| ASA |
|---|
| 75-162 mg/d indefinitely (Class I, Level A) |
| Clopidogrel |
| 75 mg/d indefinitely in ASA allergy or intolerance (Class IIa, Level C) |
| ASA + clopidogrel |
| Post-BMS |
| ASA 75-162 mg/d and clopidogrel 75 mg/d for ≥ 1 mo (Class I, Level B) |
| ASA 75-162 mg/d and clopidogrel 75 mg/d for up to 12 mo in the absence of an excessive risk of bleeding (Class I, Level B) |
| For patients with a high risk of bleeding, a BMS should be implanted and ASA 75-162 mg/d and clopidogrel 75 mg/d continued for a minimum of 2 wk (Class I, Level B) |
| ASA 75-162 mg/d and clopidogrel 75 mg/d beyond 1 y may be considered if the risk of stent thrombosis is high and the risk of bleeding is low (Class IIb, Level C) |
| Post-DES |
| ASA 75-162 mg/d and clopidogrel 75 mg/d for 12 mo (Class I, Level A) |
| ASA 75-162 mg/d and clopidogrel 75 mg/d beyond 1 y may be considered if the risk of stent thrombosis is high and the risk of bleeding is low (Class IIb, Level C) |
| ASA + prasugrel |
| Post-ACS |
| ASA 75-162 mg/d and prasugrel 10 mg/d may be considered in patients with increased risk of stent thrombosis (eg, STEMI, history of diabetes mellitus, or prior documented stent thrombosis) (Class IIa, Level B) |
| ASA 75-162 mg/d plus prasugrel 10 mg/d should be avoided in patients with an increased bleeding risk, likely to undergo CABG within 7 d, with a history of stroke or TIA, aged ≥ 75 y, or weight < 60 kg (Class III, Level B) |
| ASA + ticagrelor |
| Post-ACS |
| ASA 75-162 mg/d and ticagrelor 90 mg twice daily for 12 mo (Class I, Level B) |
The clinical reason for PCI must be taken into consideration.
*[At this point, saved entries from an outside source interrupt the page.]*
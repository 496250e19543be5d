//! The 12-hour world clock and its game-time conversions.

use std::fmt;

#[cfg(feature = "serde")]
use serde::{Deserialize, Serialize};

/// The minimum game time.
pub const TIME_MIN: f64 = 0.0;

/// The exclusive upper bound on game time (seconds in a day).
pub const TIME_MAX: f64 = 86_400.0;

/// Half a day in seconds.
const HALF_DAY: f64 = 43_200.0;

/// Game time zero falls at 4:30 AM on the wall clock.
const DAWN_OFFSET: f64 = 16_200.0;

/// Morning or afternoon half of the 12-hour clock.
#[derive(Clone, Copy, Debug, PartialEq, Eq, Hash)]
#[cfg_attr(feature = "serde", derive(Serialize, Deserialize))]
pub enum Meridiem {
    /// Ante meridiem, midnight through 11:59.
    Am,
    /// Post meridiem, noon through 11:59.
    Pm,
}

impl fmt::Display for Meridiem {
    fn fmt(&self, f: &mut fmt::Formatter<'_>) -> fmt::Result {
        match self {
            Self::Am => write!(f, "AM"),
            Self::Pm => write!(f, "PM"),
        }
    }
}

/// A time-of-day on the 12-hour world clock.
///
/// Hours run 1-12 and minutes 0-59; the fields are private so every value
/// in circulation satisfies those ranges, which in turn keeps
/// [`game_time`](WorldTime::game_time) inside `[0, 86400)`.
#[derive(Clone, Copy, Debug, PartialEq, Eq, Hash)]
#[cfg_attr(feature = "serde", derive(Serialize, Deserialize))]
pub struct WorldTime {
    hour: u8,
    minute: u8,
    meridiem: Meridiem,
}

impl WorldTime {
    /// Creates a world time, validating the hour and minute ranges.
    #[must_use]
    pub fn new(hour: u8, minute: u8, meridiem: Meridiem) -> Option<Self> {
        if (1..=12).contains(&hour) && minute < 60 {
            Some(Self {
                hour,
                minute,
                meridiem,
            })
        } else {
            None
        }
    }

    /// Parses a time literal of the form `H:MMam` / `H:MMpm`.
    ///
    /// `H` is one or two digits in 1-12, `MM` is exactly two digits in
    /// 00-59, and the meridiem marker is case-insensitive. Any other shape
    /// yields `None`; this feeds the try-coercion path, where a non-matching
    /// token simply is not a time-of-day.
    #[must_use]
    pub fn parse(input: &str) -> Option<Self> {
        let (hour_part, rest) = input.split_once(':')?;

        if hour_part.is_empty()
            || hour_part.len() > 2
            || !hour_part.bytes().all(|b| b.is_ascii_digit())
        {
            return None;
        }
        let hour: u8 = hour_part.parse().ok()?;
        if !(1..=12).contains(&hour) {
            return None;
        }

        let bytes = rest.as_bytes();
        if bytes.len() != 4 || !bytes[0].is_ascii_digit() || !bytes[1].is_ascii_digit() {
            return None;
        }
        let minute = (bytes[0] - b'0') * 10 + (bytes[1] - b'0');
        if minute > 59 {
            return None;
        }

        // The first two bytes are ASCII digits, so index 2 is a char boundary.
        let meridiem = match &rest[2..] {
            marker if marker.eq_ignore_ascii_case("am") => Meridiem::Am,
            marker if marker.eq_ignore_ascii_case("pm") => Meridiem::Pm,
            _ => return None,
        };

        Some(Self {
            hour,
            minute,
            meridiem,
        })
    }

    /// Converts a game-time coordinate back to the 12-hour clock.
    ///
    /// The input is expected to lie in `[0, 86400)`; this is the exact left
    /// inverse of [`game_time`](WorldTime::game_time) over that range. The
    /// wrap boundary (a shifted value of exactly 86400 seconds) classifies
    /// as midnight, 12:00 AM.
    #[must_use]
    #[allow(clippy::cast_possible_truncation, clippy::cast_sign_loss)]
    pub fn from_game_time(game_time: f64) -> Self {
        let mut time = game_time + DAWN_OFFSET;
        if time > TIME_MAX {
            time -= TIME_MAX;
        }

        let meridiem = if time < HALF_DAY || time == TIME_MAX {
            Meridiem::Am
        } else {
            Meridiem::Pm
        };
        if meridiem == Meridiem::Pm {
            time -= HALF_DAY;
        }

        let mut hour = (time / 3600.0).floor() as u8;
        let minute = ((time - f64::from(hour) * 3600.0) / 60.0).floor() as u8;

        if hour == 0 {
            hour = 12;
        }
        if hour > 12 {
            hour -= 12;
        }

        Self {
            hour,
            minute,
            meridiem,
        }
    }

    /// The game-time coordinate for this clock reading.
    ///
    /// Hours and minutes become seconds-of-half-day, the PM half shifts
    /// forward twelve hours (and 12 AM shifts back), and the whole thing is
    /// rebased onto the dawn epoch, wrapping negative results into the day.
    /// The result always lies in `[0, 86400)`.
    #[must_use]
    pub fn game_time(&self) -> f64 {
        let mut time = f64::from(self.hour) * 3600.0 + f64::from(self.minute) * 60.0;

        match self.meridiem {
            Meridiem::Pm if self.hour < 12 => time += HALF_DAY,
            Meridiem::Am if self.hour == 12 => time -= HALF_DAY,
            _ => {}
        }

        time -= DAWN_OFFSET;
        if time < 0.0 {
            time += TIME_MAX;
        }

        time
    }

    /// The hour on the 12-hour clock (1-12).
    #[must_use]
    pub fn hour(&self) -> u8 {
        self.hour
    }

    /// The minute (0-59).
    #[must_use]
    pub fn minute(&self) -> u8 {
        self.minute
    }

    /// Which half of the day this time falls in.
    #[must_use]
    pub fn meridiem(&self) -> Meridiem {
        self.meridiem
    }
}

impl fmt::Display for WorldTime {
    fn fmt(&self, f: &mut fmt::Formatter<'_>) -> fmt::Result {
        write!(f, "{}:{:02} {}", self.hour, self.minute, self.meridiem)
    }
}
Specifically, if there is a discrepancy in the suggested duration of therapy, the longer duration of dual antiplatelet therapy is preferred.
ACS, acute coronary syndrome; ASA, acetylsalicylic acid; STEMI, ST-elevation myocardial infarction; TIA, transient ischemic attack.